** Opening Material for this task block **

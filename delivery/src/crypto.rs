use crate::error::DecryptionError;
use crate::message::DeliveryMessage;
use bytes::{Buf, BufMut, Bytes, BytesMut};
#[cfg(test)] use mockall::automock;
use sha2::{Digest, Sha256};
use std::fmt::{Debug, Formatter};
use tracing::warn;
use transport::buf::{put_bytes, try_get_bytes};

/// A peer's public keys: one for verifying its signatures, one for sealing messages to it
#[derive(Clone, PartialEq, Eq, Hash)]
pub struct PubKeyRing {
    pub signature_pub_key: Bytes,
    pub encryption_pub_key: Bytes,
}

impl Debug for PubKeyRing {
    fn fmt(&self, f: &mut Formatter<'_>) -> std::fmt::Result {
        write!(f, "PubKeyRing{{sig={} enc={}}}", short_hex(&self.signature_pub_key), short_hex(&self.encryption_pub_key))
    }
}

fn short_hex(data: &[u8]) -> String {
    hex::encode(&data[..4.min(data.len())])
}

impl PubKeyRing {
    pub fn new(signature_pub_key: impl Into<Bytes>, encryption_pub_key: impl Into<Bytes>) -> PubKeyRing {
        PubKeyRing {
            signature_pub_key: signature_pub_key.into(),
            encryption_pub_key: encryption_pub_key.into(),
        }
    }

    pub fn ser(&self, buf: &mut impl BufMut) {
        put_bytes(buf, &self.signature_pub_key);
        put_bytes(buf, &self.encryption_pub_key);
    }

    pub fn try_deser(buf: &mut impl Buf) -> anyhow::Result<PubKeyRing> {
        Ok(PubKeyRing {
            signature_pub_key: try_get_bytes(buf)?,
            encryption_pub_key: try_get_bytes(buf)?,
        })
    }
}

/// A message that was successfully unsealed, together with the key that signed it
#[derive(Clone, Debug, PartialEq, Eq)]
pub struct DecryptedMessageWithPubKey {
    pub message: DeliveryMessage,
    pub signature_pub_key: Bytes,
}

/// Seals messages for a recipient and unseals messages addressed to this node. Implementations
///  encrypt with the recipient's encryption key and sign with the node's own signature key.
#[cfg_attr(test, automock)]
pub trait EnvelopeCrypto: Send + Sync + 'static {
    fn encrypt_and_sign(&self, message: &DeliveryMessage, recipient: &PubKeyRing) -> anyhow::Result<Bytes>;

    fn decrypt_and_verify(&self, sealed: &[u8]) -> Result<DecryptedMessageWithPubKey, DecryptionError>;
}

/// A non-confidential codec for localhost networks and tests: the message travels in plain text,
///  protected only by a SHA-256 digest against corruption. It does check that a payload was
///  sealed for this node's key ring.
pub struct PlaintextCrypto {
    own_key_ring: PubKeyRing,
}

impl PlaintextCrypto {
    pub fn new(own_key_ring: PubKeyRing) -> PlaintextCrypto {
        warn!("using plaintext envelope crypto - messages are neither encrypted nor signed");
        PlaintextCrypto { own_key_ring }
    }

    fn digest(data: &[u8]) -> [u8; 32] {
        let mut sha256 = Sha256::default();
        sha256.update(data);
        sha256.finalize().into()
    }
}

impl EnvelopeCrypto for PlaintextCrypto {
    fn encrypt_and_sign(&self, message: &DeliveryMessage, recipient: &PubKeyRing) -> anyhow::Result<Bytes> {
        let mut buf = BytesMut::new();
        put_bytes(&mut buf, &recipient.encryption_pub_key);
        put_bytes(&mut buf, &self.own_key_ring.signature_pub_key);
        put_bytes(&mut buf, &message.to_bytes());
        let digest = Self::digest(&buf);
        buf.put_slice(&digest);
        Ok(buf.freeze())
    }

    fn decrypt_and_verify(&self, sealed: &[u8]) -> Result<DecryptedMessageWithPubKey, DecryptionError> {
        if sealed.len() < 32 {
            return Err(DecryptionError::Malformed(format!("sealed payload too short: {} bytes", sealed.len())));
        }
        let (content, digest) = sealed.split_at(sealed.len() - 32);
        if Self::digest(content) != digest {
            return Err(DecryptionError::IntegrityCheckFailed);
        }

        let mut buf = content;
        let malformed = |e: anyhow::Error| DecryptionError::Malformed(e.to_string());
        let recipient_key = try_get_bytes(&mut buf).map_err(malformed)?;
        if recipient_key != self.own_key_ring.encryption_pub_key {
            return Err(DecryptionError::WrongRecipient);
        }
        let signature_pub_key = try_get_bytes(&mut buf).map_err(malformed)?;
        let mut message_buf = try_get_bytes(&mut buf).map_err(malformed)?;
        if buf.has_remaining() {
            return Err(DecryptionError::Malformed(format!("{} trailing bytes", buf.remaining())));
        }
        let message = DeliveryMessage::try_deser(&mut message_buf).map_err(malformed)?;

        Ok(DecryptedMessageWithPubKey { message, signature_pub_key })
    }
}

** Closing Material for this task block **
** Opening Material for this task block **

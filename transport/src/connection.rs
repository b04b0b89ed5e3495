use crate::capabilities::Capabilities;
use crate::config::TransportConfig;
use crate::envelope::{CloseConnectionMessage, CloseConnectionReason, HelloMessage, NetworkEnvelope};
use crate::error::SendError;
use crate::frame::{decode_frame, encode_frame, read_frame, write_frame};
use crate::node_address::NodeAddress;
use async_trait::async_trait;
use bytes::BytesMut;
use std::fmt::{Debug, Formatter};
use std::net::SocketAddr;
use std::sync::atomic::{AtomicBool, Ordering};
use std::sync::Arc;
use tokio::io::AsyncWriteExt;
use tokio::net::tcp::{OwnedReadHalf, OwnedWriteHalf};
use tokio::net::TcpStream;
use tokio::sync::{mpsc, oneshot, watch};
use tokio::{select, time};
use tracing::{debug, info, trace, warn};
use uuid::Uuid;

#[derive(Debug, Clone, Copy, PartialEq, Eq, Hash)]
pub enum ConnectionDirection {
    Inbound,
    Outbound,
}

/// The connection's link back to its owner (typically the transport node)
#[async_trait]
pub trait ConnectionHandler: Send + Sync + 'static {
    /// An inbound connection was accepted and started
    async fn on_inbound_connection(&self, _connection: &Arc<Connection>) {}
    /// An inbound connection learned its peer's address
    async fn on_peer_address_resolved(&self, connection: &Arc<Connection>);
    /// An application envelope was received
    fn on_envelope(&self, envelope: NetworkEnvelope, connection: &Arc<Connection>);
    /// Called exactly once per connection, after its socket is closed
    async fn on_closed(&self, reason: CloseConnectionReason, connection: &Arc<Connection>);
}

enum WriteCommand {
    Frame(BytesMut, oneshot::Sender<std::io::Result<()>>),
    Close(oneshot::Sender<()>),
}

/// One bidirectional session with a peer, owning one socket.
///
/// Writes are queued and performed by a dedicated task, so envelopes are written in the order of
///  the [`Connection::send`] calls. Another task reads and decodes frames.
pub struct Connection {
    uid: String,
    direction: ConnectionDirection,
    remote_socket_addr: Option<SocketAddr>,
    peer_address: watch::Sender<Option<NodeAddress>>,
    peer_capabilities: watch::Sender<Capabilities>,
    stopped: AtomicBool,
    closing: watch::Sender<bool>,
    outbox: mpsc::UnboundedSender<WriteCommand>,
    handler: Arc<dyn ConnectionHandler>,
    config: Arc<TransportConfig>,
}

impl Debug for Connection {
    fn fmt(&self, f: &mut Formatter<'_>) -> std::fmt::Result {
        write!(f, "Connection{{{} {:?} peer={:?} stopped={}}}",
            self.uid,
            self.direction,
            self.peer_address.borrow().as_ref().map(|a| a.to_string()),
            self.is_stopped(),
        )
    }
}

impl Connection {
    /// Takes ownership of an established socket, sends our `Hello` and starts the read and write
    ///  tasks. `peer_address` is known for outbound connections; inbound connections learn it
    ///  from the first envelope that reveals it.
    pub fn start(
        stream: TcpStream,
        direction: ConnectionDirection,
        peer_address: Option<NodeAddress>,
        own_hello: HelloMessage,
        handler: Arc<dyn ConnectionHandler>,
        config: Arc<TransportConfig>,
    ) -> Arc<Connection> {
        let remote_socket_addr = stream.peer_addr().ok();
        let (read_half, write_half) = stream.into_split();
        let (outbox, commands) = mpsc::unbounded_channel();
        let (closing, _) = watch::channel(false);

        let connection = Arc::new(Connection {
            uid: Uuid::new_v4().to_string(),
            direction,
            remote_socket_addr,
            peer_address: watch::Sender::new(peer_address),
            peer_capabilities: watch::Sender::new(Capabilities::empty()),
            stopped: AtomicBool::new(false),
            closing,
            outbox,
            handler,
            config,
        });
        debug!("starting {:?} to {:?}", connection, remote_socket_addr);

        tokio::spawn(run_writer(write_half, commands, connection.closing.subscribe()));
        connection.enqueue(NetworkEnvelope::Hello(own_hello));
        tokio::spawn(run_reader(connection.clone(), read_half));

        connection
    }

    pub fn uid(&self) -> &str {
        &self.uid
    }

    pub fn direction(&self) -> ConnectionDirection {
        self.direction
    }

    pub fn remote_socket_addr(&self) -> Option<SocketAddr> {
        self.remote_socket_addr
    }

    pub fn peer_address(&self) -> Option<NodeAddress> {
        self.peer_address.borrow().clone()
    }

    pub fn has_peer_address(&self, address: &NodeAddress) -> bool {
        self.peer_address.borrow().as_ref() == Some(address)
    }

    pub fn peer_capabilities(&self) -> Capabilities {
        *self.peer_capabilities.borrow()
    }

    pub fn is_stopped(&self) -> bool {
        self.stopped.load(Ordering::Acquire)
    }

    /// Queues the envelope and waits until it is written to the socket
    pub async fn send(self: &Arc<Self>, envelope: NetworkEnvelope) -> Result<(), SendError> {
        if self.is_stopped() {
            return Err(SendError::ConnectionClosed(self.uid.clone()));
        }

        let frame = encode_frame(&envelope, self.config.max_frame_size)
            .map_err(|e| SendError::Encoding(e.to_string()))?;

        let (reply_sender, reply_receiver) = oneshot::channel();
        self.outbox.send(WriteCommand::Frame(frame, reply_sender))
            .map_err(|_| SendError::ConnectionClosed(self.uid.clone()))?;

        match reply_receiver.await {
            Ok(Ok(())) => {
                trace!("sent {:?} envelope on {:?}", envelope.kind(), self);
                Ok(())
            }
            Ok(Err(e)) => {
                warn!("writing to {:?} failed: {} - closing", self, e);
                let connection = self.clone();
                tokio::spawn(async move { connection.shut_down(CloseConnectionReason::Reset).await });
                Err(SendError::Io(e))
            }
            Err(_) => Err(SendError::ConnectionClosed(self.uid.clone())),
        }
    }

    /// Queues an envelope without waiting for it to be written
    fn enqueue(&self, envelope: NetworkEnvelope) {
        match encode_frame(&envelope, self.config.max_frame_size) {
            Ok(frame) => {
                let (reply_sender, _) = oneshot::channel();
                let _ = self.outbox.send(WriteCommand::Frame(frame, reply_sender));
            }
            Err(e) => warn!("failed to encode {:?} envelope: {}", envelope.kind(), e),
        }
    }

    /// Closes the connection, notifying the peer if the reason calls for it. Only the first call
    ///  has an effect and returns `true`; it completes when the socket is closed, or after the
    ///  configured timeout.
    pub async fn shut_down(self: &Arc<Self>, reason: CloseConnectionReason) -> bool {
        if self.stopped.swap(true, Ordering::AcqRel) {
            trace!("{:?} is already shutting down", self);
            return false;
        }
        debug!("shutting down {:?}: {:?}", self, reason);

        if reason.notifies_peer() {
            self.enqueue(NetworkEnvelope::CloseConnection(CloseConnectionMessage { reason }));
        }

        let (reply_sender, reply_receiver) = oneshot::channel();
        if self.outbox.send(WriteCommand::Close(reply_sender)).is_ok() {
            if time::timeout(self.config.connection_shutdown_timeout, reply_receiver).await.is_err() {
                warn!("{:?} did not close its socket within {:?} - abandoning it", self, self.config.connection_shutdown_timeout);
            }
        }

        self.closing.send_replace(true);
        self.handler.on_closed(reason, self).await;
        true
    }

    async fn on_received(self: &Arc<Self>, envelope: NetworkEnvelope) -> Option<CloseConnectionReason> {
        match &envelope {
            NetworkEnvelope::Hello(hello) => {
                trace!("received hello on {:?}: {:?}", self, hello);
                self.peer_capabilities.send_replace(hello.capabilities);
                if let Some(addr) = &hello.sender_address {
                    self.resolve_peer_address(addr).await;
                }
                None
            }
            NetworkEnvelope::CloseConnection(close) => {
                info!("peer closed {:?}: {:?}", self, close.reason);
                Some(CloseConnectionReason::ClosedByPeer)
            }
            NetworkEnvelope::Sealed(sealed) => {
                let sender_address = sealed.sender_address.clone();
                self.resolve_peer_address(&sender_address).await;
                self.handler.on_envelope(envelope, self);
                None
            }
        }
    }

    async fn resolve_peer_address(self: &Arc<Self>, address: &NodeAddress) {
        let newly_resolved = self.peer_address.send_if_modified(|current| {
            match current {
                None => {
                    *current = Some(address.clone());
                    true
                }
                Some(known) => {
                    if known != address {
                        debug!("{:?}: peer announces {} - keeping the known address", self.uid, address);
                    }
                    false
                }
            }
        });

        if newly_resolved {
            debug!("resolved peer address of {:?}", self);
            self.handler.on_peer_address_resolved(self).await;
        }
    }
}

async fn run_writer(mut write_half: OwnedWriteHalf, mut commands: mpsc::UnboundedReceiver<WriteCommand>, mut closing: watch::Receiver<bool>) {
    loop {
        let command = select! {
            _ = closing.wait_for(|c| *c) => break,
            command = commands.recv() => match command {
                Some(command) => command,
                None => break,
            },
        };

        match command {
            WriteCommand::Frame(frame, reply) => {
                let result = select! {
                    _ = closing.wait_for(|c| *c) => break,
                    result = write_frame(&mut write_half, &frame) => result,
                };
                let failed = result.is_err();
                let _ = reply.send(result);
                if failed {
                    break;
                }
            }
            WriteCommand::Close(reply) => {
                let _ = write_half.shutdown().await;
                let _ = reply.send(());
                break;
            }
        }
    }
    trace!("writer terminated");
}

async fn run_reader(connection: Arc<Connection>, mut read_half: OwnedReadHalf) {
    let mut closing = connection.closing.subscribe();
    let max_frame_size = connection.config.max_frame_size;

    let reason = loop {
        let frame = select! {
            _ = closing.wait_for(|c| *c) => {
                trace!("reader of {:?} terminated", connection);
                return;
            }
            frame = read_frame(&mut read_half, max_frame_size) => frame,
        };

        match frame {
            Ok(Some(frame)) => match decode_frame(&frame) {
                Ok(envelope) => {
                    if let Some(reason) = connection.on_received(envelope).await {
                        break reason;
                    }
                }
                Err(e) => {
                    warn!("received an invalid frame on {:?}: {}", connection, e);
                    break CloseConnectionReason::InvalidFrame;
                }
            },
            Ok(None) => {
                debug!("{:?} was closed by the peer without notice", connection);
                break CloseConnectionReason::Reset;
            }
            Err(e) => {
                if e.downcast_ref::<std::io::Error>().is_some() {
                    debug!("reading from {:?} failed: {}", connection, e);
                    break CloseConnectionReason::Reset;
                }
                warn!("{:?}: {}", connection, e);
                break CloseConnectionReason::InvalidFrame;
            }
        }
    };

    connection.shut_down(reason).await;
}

** Closing Material for this task block **

▶ [Task item]: Reproduce, exactly as they stand in the data above, the lines from the one that holds "async fn run_reader(connection: Arc<Connection>, mut" to the one that holds "let frame = select!", inclusive.

▶ [Solution to the exercise]:
async fn run_reader(connection: Arc<Connection>, mut read_half: OwnedReadHalf) {
    let mut closing = connection.closing.subscribe();
    let max_frame_size = connection.config.max_frame_size;

    let reason = loop {
        let frame = select! {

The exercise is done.